Ausblick auf Theatersaison 19/20 in Koblenz und Mainz

Auf interessanten bis unbekannten Pfaden

Koblenz/Mainz. ape. Lässt man das interessierte Auge über den Spielplan des Theaters Koblenz für die Saison 2019/20 schweifen, fällt es auf eine Menge bekannter Titel. Das Musiktheater hat etwa Mozarts „Don Giovanni“ und Verdis „Nabucco“ auf dem Plan; da wird „Die Liebe zu den drei Orangen“ von Prokofjew, „Die lustige Witwe“ von Lehár und „Orpheus in der Unterwelt“ von Offenbach avisiert. Soweit, so erwartbar. Doch schon beim zweiten Blick gibt es Irritationen. Offenbachs Orpheus-Operette ist hier als Puppentheater ausgewiesen, „Die Schöne und das Biest“ als Oper von Philip Glass. Zugleich wird für die Opernsparte angekündigt, was einem bislang nur als Roman geläufig war: „Wolf unter Wölfen“ von Hans Fallada. Intendant Markus Dietze hat den Literaten John von Düffel gebeten, daraus ein Libretto zu stricken. An den Komponisten Soren Nils Eichberg erging dann der Auftrag, dazu eine Oper zu komponieren. Die wird am 23. November in Koblenz uraufgeführt.

Jenseits des Opernfachs weist der Spielplan etwa Brechts „Der kaukasische Kreidekreis“, Anouilhs „Antigone“, Shakespeares „Macbeth“ oder Hauptmanns „Vor Sonnenaufgang“ aus. Doch auch bei den Schauspielklassikern bricht das Haus Gewohnheiten. Die „Antigone“ geht ans Puppentheater, das in Koblenz als vollwertige vierte Sparte auch für Erwachsene eingerichtet ist. Den „Macbeth“ hat sich die Tanzcompagnie gegriffen; deren Leiter Steffen Fuchs choreografiert daraus einen Ballettabend. Und „Vor Sonnenaufgang“ wird nach einer Manier angepackt, die im Theater der Rhein-Mosel-Stadt schon in den Vorjahren wiederholt praktiziert wurde: Gegenwartsautoren verpassen den Originaltexten einen neuen Zuschnitt – Ewald Palmetshofer nimmt sich jetzt das Hauptmann-Stück vor. Im vorletzten Jahr erlebte Koblenz so eine „Lear“-Bearbeitung durch John von Düffel und zuletzt „Maß für Maß“ in einer aufs Flüchtlingsthema konzentrierten Aktualisierung von Stefan Wipplinger.

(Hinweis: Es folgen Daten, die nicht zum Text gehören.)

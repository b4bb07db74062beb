//! Client for the hosted text-completion service used by the coaching summary.

use std::{env, sync::Arc};

use futures::future::BoxFuture;
use reqwest::{Client, StatusCode};
use serde::{Deserialize, Serialize};
use serde_json::json;
use thiserror::Error;
use tracing::{debug, warn};

const DEFAULT_BASE_URL: &str = "https://api.openai.com/v1";

/// Failures reported by a [`CompletionClient`].
#[derive(Debug, Error)]
pub enum CompletionError {
    /// No API key configured on the server.
    #[error("completion service is not configured")]
    NotConfigured,
    /// The service rejected the API key.
    #[error("completion service rejected the API key")]
    InvalidApiKey,
    /// The account ran out of credits.
    #[error("completion service quota exhausted: {message}")]
    QuotaExceeded {
        /// Message returned by the service.
        message: String,
    },
    /// Too many requests in a short period.
    #[error("completion service rate limit reached: {message}")]
    RateLimited {
        /// Message returned by the service.
        message: String,
    },
    /// Any other non-success status.
    #[error("completion service answered {status}: {message}")]
    Upstream {
        /// HTTP status returned.
        status: StatusCode,
        /// Message returned by the service.
        message: String,
    },
    /// The request could not be sent or the body could not be read.
    #[error("failed to reach completion service")]
    Transport {
        /// Underlying HTTP client error.
        #[source]
        source: reqwest::Error,
    },
    /// The completion was empty, not JSON, or missing required keys.
    #[error("completion service returned an unusable report")]
    ResponseShape {
        /// What was wrong with the payload.
        reason: String,
        /// Raw completion text, when there was one.
        raw: Option<String>,
    },
}

impl CompletionError {
    /// Diagnostic text meant for non-production error payloads.
    pub fn diagnostic(&self) -> Option<String> {
        match self {
            CompletionError::ResponseShape { reason, raw } => Some(match raw {
                Some(raw) => format!("{reason}; raw completion: {raw}"),
                None => reason.clone(),
            }),
            CompletionError::Upstream { message, .. } => Some(message.clone()),
            CompletionError::Transport { source } => Some(source.to_string()),
            _ => None,
        }
    }
}

/// One JSON-mode completion request.
#[derive(Debug, Clone, PartialEq)]
pub struct CompletionRequest {
    /// Model identifier.
    pub model: String,
    /// Sampling temperature.
    pub temperature: f32,
    /// System instruction.
    pub system: String,
    /// User payload.
    pub user: String,
}

/// Single request/response text generation returning a JSON formatted string.
pub trait CompletionClient: Send + Sync {
    /// Send the prompt and return the raw completion text.
    fn complete_json(
        &self,
        request: CompletionRequest,
    ) -> BoxFuture<'static, Result<String, CompletionError>>;
}

/// [`CompletionClient`] speaking the OpenAI chat-completions protocol.
#[derive(Clone)]
pub struct OpenAiClient {
    client: Client,
    base_url: Arc<str>,
    api_key: Arc<str>,
}

impl OpenAiClient {
    /// Create a client for `base_url` authenticated with `api_key`.
    pub fn new(base_url: impl Into<String>, api_key: impl Into<String>) -> Self {
        let base_url: String = base_url.into();
        Self {
            client: Client::new(),
            base_url: Arc::from(base_url.trim_end_matches('/')),
            api_key: Arc::from(api_key.into()),
        }
    }

    /// Build a client from `OPENAI_API_KEY` and `OPENAI_BASE_URL`; `None` when no key is set.
    pub fn from_env() -> Option<Self> {
        let api_key = env::var("OPENAI_API_KEY")
            .ok()
            .filter(|key| !key.trim().is_empty())?;
        let base_url = env::var("OPENAI_BASE_URL").unwrap_or_else(|_| DEFAULT_BASE_URL.to_owned());
        Some(Self::new(base_url, api_key))
    }

    async fn send(&self, request: CompletionRequest) -> Result<String, CompletionError> {
        let url = format!("{}/chat/completions", self.base_url);
        let body = json!({
            "model": request.model,
            "temperature": request.temperature,
            "response_format": { "type": "json_object" },
            "messages": [
                { "role": "system", "content": request.system },
                { "role": "user", "content": request.user },
            ],
        });

        debug!(model = %request.model, "requesting completion");
        let response = self
            .client
            .post(&url)
            .bearer_auth(self.api_key.as_ref())
            .json(&body)
            .send()
            .await
            .map_err(|source| CompletionError::Transport { source })?;

        let status = response.status();
        if !status.is_success() {
            let payload = response.json::<ErrorEnvelope>().await.ok();
            let error = classify_failure(status, payload);
            warn!(%status, error = %error, "completion request failed");
            return Err(error);
        }

        let payload = response
            .json::<ChatCompletionResponse>()
            .await
            .map_err(|source| CompletionError::Transport { source })?;

        payload
            .choices
            .into_iter()
            .next()
            .and_then(|choice| choice.message.content)
            .filter(|content| !content.trim().is_empty())
            .ok_or_else(|| CompletionError::ResponseShape {
                reason: "completion is empty".into(),
                raw: None,
            })
    }
}

impl CompletionClient for OpenAiClient {
    fn complete_json(
        &self,
        request: CompletionRequest,
    ) -> BoxFuture<'static, Result<String, CompletionError>> {
        let client = self.clone();
        Box::pin(async move { client.send(request).await })
    }
}

#[derive(Debug, Serialize, Deserialize)]
struct ChatCompletionResponse {
    #[serde(default)]
    choices: Vec<ChatChoice>,
}

#[derive(Debug, Serialize, Deserialize)]
struct ChatChoice {
    message: ChatMessage,
}

#[derive(Debug, Serialize, Deserialize)]
struct ChatMessage {
    #[serde(default)]
    content: Option<String>,
}

#[derive(Debug, Default, Deserialize)]
struct ErrorEnvelope {
    #[serde(default)]
    error: ErrorDetail,
}

#[derive(Debug, Default, Deserialize)]
struct ErrorDetail {
    #[serde(default)]
    message: Option<String>,
    #[serde(default, rename = "type")]
    kind: Option<String>,
    #[serde(default)]
    code: Option<String>,
}

fn classify_failure(status: StatusCode, payload: Option<ErrorEnvelope>) -> CompletionError {
    let detail = payload.unwrap_or_default().error;
    let quota_flagged = [detail.code.as_deref(), detail.kind.as_deref()]
        .into_iter()
        .flatten()
        .any(|value| value == "insufficient_quota");
    let message = detail
        .message
        .unwrap_or_else(|| status.canonical_reason().unwrap_or("unknown error").to_owned());

    match status {
        StatusCode::UNAUTHORIZED => CompletionError::InvalidApiKey,
        StatusCode::PAYMENT_REQUIRED => CompletionError::QuotaExceeded { message },
        StatusCode::TOO_MANY_REQUESTS if quota_flagged => {
            CompletionError::QuotaExceeded { message }
        }
        StatusCode::TOO_MANY_REQUESTS => CompletionError::RateLimited { message },
        _ if quota_flagged => CompletionError::QuotaExceeded { message },
        _ => CompletionError::Upstream { status, message },
    }
}

#[cfg(test)]
mod tests {
    use super::*;

    fn envelope(code: Option<&str>, message: &str) -> Option<ErrorEnvelope> {
        Some(ErrorEnvelope {
            error: ErrorDetail {
                message: Some(message.into()),
                kind: None,
                code: code.map(Into::into),
            },
        })
    }

    #[test]
    fn insufficient_quota_beats_rate_limit() {
        let err = classify_failure(
            StatusCode::TOO_MANY_REQUESTS,
            envelope(Some("insufficient_quota"), "You exceeded your current quota"),
        );
        assert!(matches!(err, CompletionError::QuotaExceeded { .. }));

        let err = classify_failure(StatusCode::TOO_MANY_REQUESTS, envelope(None, "slow down"));
        assert!(matches!(err, CompletionError::RateLimited { .. }));
    }

    #[test]
    fn auth_and_payment_statuses_are_mapped() {
        assert!(matches!(
            classify_failure(StatusCode::UNAUTHORIZED, None),
            CompletionError::InvalidApiKey
        ));
        assert!(matches!(
            classify_failure(StatusCode::PAYMENT_REQUIRED, None),
            CompletionError::QuotaExceeded { .. }
        ));
        match classify_failure(StatusCode::INTERNAL_SERVER_ERROR, None) {
            CompletionError::Upstream { status, message } => {
                assert_eq!(status, StatusCode::INTERNAL_SERVER_ERROR);
                assert_eq!(message, "Internal Server Error");
            }
            other => panic!("unexpected {other:?}"),
        }
    }
}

Neue Herangehensweisen an bekannte Werke sowie Vorstellung neuer und noch weithin oder gänzlich unbekannter Stücke, so ließe sich die in den jüngsten Jahren verfolgte Linie des Koblenzer Theaters beschreiben. Dazu passen im Schauspiel auch die Uraufführungen „Let‘s Pinkel“ des Syrers Anis Hamdoun und „Wo wenn nicht wir“ von Svenja Viola Bungarten/Malte Abraham. Dazu passen ebenfalls die aktuellen Stücke „Versetzung“ von Thomas Melle, 2017 am Deutschen Theater Berlin uraufgeführt, sowie Simon Stephens‘ „Maria“, das im Januar 2019 am Hamburger Thalia erstmals auf die Bühne kam. Mit Spannung erwarten Freunde zeitgenössischen Tanzes die erste Gastchoreographie „Haus mit 14 Räumen“ der Niederländerin Regina van Berkel für Koblenz. Die einstige Tänzerin bei William Forsyth‘ Ballett Frankfurt, die nachher auch mit Martin Schläpfer zusammenarbeitete, will mit der Koblenzer Compagnie das Wohnen als Ort gelebten Raumes ausloten.

Abschließend ein kurzer Blick auf Schwerpunkte in den Sparten Schauspiel und Tanz am Staatstheater Mainz 2019/20. Mit zehn Ur- und Deutschen Erstaufführungen in diesen Bereichen bestätigt das Haus seinen Anspruch, stets auch Bühne für Neues und Experimentelles zu sein. Im Sprechtheater stehen jüngste und neue Stücke überwiegend politischen und gesellschaftskritischen Charakters etwa von Lucas De Man, Penelope Skinner, Nina Segal, Beau Willimon oder Hannah Biedermann an. Natürlich gilt auch für Mainz: Keine Spielzeit ohne Klassiker. Das Programm avisiert u.a. Millers „Hexenjagd“, Tschechows „Drei Schwestern“ und Horvaths „Geschichten aus dem Wienerwald“. Hinzu kommen mit „Werther“ nach Goethe und „Der Untertan“ nach Heinrich Mann zwei Romanadaptionen.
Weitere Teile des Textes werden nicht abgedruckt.